■ Problem to solve ■
Look below for the line that contains "#[cfg(test)]", then copy it and each following line exactly, through and including the line that contains "fn headers(items: &[(&str, &str)])".

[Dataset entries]
· · · ·
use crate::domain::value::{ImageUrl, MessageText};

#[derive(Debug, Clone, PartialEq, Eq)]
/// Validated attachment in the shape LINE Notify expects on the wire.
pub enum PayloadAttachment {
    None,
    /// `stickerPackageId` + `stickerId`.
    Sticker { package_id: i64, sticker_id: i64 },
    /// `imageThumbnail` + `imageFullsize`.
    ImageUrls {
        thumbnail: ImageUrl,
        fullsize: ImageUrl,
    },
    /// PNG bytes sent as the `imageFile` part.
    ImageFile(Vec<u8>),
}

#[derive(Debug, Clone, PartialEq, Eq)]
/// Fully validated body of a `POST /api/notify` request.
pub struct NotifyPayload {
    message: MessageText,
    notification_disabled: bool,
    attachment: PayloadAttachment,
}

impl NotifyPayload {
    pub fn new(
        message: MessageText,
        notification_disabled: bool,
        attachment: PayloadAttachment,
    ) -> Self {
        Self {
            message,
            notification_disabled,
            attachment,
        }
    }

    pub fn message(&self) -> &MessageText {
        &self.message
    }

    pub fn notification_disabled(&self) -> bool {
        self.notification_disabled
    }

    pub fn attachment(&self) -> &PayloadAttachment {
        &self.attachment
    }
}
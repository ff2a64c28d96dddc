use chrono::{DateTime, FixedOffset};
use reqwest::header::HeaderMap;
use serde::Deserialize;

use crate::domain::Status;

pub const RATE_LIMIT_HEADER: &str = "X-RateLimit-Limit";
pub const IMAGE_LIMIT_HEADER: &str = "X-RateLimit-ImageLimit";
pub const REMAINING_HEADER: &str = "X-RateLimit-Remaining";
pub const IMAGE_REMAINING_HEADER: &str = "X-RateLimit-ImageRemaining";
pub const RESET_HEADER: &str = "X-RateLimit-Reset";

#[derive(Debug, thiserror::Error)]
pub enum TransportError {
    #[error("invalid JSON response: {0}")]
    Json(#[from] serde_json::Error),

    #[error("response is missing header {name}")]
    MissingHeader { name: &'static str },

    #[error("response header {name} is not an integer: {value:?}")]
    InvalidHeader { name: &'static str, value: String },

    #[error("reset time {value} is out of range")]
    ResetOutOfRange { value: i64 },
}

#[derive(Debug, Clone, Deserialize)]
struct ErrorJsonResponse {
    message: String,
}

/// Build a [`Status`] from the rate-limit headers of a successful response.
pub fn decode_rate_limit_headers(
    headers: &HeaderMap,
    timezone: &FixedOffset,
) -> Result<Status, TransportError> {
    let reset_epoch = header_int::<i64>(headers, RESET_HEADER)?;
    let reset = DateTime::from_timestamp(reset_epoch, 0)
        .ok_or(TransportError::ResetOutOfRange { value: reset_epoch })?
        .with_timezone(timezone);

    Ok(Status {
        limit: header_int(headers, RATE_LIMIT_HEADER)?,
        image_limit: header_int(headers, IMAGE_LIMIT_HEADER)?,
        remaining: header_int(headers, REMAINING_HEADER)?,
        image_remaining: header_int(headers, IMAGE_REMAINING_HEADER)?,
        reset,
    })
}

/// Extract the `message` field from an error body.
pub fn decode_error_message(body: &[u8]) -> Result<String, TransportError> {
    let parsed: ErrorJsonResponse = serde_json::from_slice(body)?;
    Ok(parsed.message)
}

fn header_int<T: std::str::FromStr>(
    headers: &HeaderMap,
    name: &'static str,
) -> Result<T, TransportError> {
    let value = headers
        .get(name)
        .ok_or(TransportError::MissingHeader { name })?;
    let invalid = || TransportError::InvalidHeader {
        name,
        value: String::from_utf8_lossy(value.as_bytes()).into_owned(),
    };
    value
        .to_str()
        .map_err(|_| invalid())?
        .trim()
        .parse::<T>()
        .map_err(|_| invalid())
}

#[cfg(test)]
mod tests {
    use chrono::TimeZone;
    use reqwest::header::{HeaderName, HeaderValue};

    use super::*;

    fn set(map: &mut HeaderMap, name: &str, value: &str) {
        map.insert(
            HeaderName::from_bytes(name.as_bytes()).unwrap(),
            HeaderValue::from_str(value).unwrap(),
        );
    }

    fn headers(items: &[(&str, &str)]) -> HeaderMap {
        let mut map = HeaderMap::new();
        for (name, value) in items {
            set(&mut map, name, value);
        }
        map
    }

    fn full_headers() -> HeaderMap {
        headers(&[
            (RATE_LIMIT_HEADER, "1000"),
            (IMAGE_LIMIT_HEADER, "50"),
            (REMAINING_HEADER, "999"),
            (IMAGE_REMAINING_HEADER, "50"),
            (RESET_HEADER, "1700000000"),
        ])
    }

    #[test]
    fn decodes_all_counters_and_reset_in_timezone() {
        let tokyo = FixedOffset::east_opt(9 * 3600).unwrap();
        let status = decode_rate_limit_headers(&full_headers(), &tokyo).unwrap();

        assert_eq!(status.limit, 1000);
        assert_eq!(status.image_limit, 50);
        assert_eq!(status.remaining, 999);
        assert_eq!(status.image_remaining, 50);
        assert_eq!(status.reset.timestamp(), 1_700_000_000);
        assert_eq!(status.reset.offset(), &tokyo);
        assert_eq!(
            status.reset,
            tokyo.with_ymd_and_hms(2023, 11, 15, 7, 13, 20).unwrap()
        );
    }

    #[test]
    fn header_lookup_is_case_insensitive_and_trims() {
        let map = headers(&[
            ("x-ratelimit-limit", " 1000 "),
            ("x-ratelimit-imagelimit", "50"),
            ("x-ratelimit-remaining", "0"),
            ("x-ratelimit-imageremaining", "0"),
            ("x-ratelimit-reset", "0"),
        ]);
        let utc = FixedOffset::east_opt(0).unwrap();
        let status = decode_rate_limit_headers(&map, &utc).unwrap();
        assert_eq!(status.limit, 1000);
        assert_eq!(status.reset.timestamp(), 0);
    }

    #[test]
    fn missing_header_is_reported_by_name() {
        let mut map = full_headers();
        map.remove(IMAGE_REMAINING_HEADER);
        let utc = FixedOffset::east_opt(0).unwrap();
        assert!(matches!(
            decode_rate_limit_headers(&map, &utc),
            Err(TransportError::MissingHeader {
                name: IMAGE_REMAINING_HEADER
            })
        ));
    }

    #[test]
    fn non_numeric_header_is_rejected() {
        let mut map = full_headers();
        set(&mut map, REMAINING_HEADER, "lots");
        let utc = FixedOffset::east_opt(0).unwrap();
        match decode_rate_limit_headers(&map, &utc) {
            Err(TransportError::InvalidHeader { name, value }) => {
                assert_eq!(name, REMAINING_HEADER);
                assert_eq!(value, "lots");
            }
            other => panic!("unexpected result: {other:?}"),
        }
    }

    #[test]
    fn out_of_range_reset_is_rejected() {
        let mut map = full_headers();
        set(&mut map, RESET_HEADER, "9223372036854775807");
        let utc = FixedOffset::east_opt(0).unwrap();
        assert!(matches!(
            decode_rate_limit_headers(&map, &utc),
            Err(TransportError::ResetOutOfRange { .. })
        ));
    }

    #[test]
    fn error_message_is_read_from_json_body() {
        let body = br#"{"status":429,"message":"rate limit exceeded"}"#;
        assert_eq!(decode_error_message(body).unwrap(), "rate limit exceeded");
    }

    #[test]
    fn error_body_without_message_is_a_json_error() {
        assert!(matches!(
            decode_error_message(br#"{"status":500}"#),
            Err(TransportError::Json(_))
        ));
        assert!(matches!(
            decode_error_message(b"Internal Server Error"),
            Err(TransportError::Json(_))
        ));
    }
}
· · · ·
■ Exercise answer ■
#[cfg(test)]
mod tests {
    use chrono::TimeZone;
    use reqwest::header::{HeaderName, HeaderValue};

    use super::*;

    fn set(map: &mut HeaderMap, name: &str, value: &str) {
        map.insert(
            HeaderName::from_bytes(name.as_bytes()).unwrap(),
            HeaderValue::from_str(value).unwrap(),
        );
    }

    fn headers(items: &[(&str, &str)]) -> HeaderMap {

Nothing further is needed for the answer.